Post more details if this is too simple an approach or does not do what you want.


----------



## HAJ (Mar 12, 2003)

it did help 
thank you


----------



## AlbertB (Nov 24, 2002)

Ok Haj, so now let's get a bit deeper into the area side of it.

We are calculating the area under the curve, effectively integrating between two limits. Let's set the limits as "Xlower" and "Xupper". The function is y = f(x).

First set up a function in C++ to calculate the Y value of your maths function for a given X value.

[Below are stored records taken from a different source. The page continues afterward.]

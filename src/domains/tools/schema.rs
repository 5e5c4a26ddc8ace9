//! Input schemas and the argument validator.
//!
//! Every tool declares the fields it accepts as an [`InputSchema`]. The
//! validator checks inbound arguments against that declaration before the
//! handler runs: type checks, required fields, enum membership, and
//! defaults for optional absent fields. Unknown extra fields are ignored
//! so forward-compatible callers keep working.
//!
//! Validation is total and side-effect-free: it never invokes a handler,
//! never performs I/O, and never panics.

use serde_json::{Map, Value, json};
use thiserror::Error;

/// A validation failure for a single field.
#[derive(Debug, Clone, PartialEq, Eq, Error)]
#[error("field '{field}': {reason}")]
pub struct ValidationError {
    /// The name of the offending field.
    pub field: String,
    /// Why the value was rejected.
    pub reason: String,
}

impl ValidationError {
    fn new(field: &str, reason: impl Into<String>) -> Self {
        Self {
            field: field.to_string(),
            reason: reason.into(),
        }
    }
}

/// The accepted type of a schema field.
#[derive(Debug, Clone)]
pub enum FieldKind {
    /// Any JSON number.
    Number,
    /// A JSON string.
    String,
    /// A JSON boolean.
    Boolean,
    /// A string restricted to a fixed set of values.
    Enum(&'static [&'static str]),
    /// A nested JSON object (contents are the handler's concern).
    Object,
}

impl FieldKind {
    fn matches(&self, value: &Value) -> bool {
        match self {
            Self::Number => value.is_number(),
            Self::String => value.is_string(),
            Self::Boolean => value.is_boolean(),
            Self::Enum(allowed) => value
                .as_str()
                .is_some_and(|s| allowed.contains(&s)),
            Self::Object => value.is_object(),
        }
    }

    fn describe(&self) -> String {
        match self {
            Self::Number => "a number".to_string(),
            Self::String => "a string".to_string(),
            Self::Boolean => "a boolean".to_string(),
            Self::Enum(allowed) => format!("one of [{}]", allowed.join(", ")),
            Self::Object => "an object".to_string(),
        }
    }

    fn json_type(&self) -> &'static str {
        match self {
            Self::Number => "number",
            Self::String | Self::Enum(_) => "string",
            Self::Boolean => "boolean",
            Self::Object => "object",
        }
    }
}

/// One declared field of a tool's input.
#[derive(Debug, Clone)]
pub struct FieldSpec {
    name: &'static str,
    kind: FieldKind,
    required: bool,
    default: Option<Value>,
}

/// Structural description of the fields a tool accepts.
#[derive(Debug, Clone, Default)]
pub struct InputSchema {
    fields: Vec<FieldSpec>,
}

impl InputSchema {
    pub fn new() -> Self {
        Self::default()
    }

    /// Declare a required field.
    pub fn required(mut self, name: &'static str, kind: FieldKind) -> Self {
        self.fields.push(FieldSpec {
            name,
            kind,
            required: true,
            default: None,
        });
        self
    }

    /// Declare an optional field with no default; absent values are
    /// simply left out of the validated arguments.
    pub fn optional(mut self, name: &'static str, kind: FieldKind) -> Self {
        self.fields.push(FieldSpec {
            name,
            kind,
            required: false,
            default: None,
        });
        self
    }

    /// Declare an optional field with a default applied when absent.
    pub fn optional_with_default(
        mut self,
        name: &'static str,
        kind: FieldKind,
        default: Value,
    ) -> Self {
        self.fields.push(FieldSpec {
            name,
            kind,
            required: false,
            default: Some(default),
        });
        self
    }

    /// Render this schema as a JSON Schema object for `tools/list`.
    pub fn to_json_schema(&self) -> Value {
        let mut properties = Map::new();
        let mut required = Vec::new();

        for field in &self.fields {
            let mut prop = Map::new();
            prop.insert("type".to_string(), json!(field.kind.json_type()));
            if let FieldKind::Enum(allowed) = field.kind {
                prop.insert("enum".to_string(), json!(allowed));
            }
            if let Some(default) = &field.default {
                prop.insert("default".to_string(), default.clone());
            }
            properties.insert(field.name.to_string(), Value::Object(prop));

            if field.required {
                required.push(field.name);
            }
        }

        json!({
            "type": "object",
            "properties": properties,
            "required": required,
        })
    }
}

/// Check raw arguments against a schema, producing the validated
/// argument map the handler will receive.
///
/// Declared fields are type-checked and copied over; optional absent
/// fields get their declared default; unknown extra fields are dropped
/// without error.
pub fn validate(
    schema: &InputSchema,
    raw: &Map<String, Value>,
) -> Result<Map<String, Value>, ValidationError> {
    let mut validated = Map::new();

    for field in &schema.fields {
        match raw.get(field.name) {
            Some(value) => {
                if !field.kind.matches(value) {
                    return Err(ValidationError::new(
                        field.name,
                        format!("expected {}", field.kind.describe()),
                    ));
                }
                validated.insert(field.name.to_string(), value.clone());
            }
            None if field.required => {
                return Err(ValidationError::new(field.name, "missing required field"));
            }
            None => {
                if let Some(default) = &field.default {
                    validated.insert(field.name.to_string(), default.clone());
                }
            }
        }
    }

    Ok(validated)
}
//! One-time update notice.
//!
//! The notice appears once per session after a short delay, unless the user
//! already closed it this session or opted out of the current version.
//!
//! ```text
//! Hidden --start--> PendingShow --reveal--> Shown
//!    |                  |                     |
//!    +---(opted out)----+----close/opt out----+--> Dismissed
//! ```
//!
//! `Dismissed` is terminal for the session.

use std::sync::Arc;
use std::time::Duration;

use tracing::{debug, warn};

use crate::scheduler::Scheduler;
use crate::state::{durable_or_absent, keys, session_or_absent, StateStore};

/// Version tag of the current notice.
pub const CURRENT_VERSION: &str = "v0.8";
/// Delay between page load and the notice appearing.
pub const DISPLAY_DELAY: Duration = Duration::from_millis(1500);

#[derive(Debug, Clone, Copy, PartialEq, Eq)]
pub enum NoticeState {
    Hidden,
    PendingShow,
    Shown,
    Dismissed,
}

/// The notice's on-page presentation.
pub trait NoticeView: Send {
    fn show(&mut self);
    fn hide(&mut self);
    /// Stop any embedded media so it does not keep playing once closed.
    fn stop_media(&mut self) {}
    /// Open a related page.
    fn open(&mut self, _url: &str) {}
}

#[derive(Debug, Clone)]
pub struct NoticeConfig {
    pub version: String,
    pub delay: Duration,
    pub updates_page: String,
    pub update_info_page: String,
}

impl Default for NoticeConfig {
    fn default() -> Self {
        Self {
            version: CURRENT_VERSION.to_string(),
            delay: DISPLAY_DELAY,
            updates_page: "system/pages/updates.html".to_string(),
            update_info_page: "system/pages/update-info.html".to_string(),
        }
    }
}

pub struct NoticeController {
    state: NoticeState,
    config: NoticeConfig,
    store: Arc<dyn StateStore>,
    view: Box<dyn NoticeView>,
}

impl NoticeController {
    pub fn new(config: NoticeConfig, store: Arc<dyn StateStore>, view: Box<dyn NoticeView>) -> Self {
        Self {
            state: NoticeState::Hidden,
            config,
            store,
            view,
        }
    }

    pub fn state(&self) -> NoticeState {
        self.state
    }

    /// Decide whether the notice should be scheduled.
    pub fn start(&mut self) -> NoticeState {
        if self.state != NoticeState::Hidden {
            return self.state;
        }

        let opted_out = durable_or_absent(self.store.as_ref(), keys::DISMISSED_UPDATE_VERSION)
            .is_some_and(|v| v == self.config.version);
        let closed = session_or_absent(self.store.as_ref(), keys::UPDATE_POPUP_CLOSED)
            .is_some_and(|v| !v.is_empty());

        self.state = if opted_out || closed {
            debug!(
                "Update notice suppressed (opted out: {}, closed this session: {})",
                opted_out, closed
            );
            NoticeState::Dismissed
        } else {
            NoticeState::PendingShow
        };
        self.state
    }

    /// Show the notice if it is still pending. Call once the delay has passed.
    pub fn reveal(&mut self) -> NoticeState {
        if self.state == NoticeState::PendingShow {
            self.view.show();
            self.state = NoticeState::Shown;
        }
        self.state
    }

    /// `start`, wait the display delay, then `reveal`.
    pub async fn launch(&mut self, scheduler: &dyn Scheduler) -> NoticeState {
        if self.start() == NoticeState::PendingShow {
            scheduler.sleep(self.config.delay).await;
            self.reveal();
        }
        self.state
    }

    /// Close for the rest of this session.
    pub fn close(&mut self) {
        self.view.hide();
        self.view.stop_media();
        if let Err(e) = self.store.set_session(keys::UPDATE_POPUP_CLOSED, "true") {
            warn!("Failed to record notice close: {}", e);
        }
        self.state = NoticeState::Dismissed;
    }

    /// Opt out of this version permanently, then close.
    pub fn dont_show_again(&mut self) {
        if let Err(e) = self
            .store
            .set_durable(keys::DISMISSED_UPDATE_VERSION, &self.config.version)
        {
            warn!("Failed to record notice opt-out: {}", e);
        }
        self.close();
    }

    pub fn view_updates(&mut self) {
        let url = self.config.updates_page.clone();
        self.view.open(&url);
    }

    pub fn view_update_info(&mut self) {
        let url = self.config.update_info_page.clone();
        self.view.open(&url);
    }
}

What we are going to do is to imagine the curve to be made up of a series of side by side rectangles, each one with its top left corner on the curve and its bottom edge on the x-axis. For most of these rectangles the top edge will therefore not truly be in contact with the curve and this method of modelling the curve means that there will always be a slight inaccuracy. We will sum the area of the rectangles to obtain an approximation to the area under the curve.

Select a starting value of Xincrement, the width of each rectangle and therefore the amount each rectangle's right hand edge is increased in each step. A sensible way is to decide on a reasonable number of rectangles and then make Xincrement = (Xupper - Xlower)/number of rectangles. The higher the number of rectangles the closer we get to the rectangles following the curve and the greater the accuracy of our approximated area.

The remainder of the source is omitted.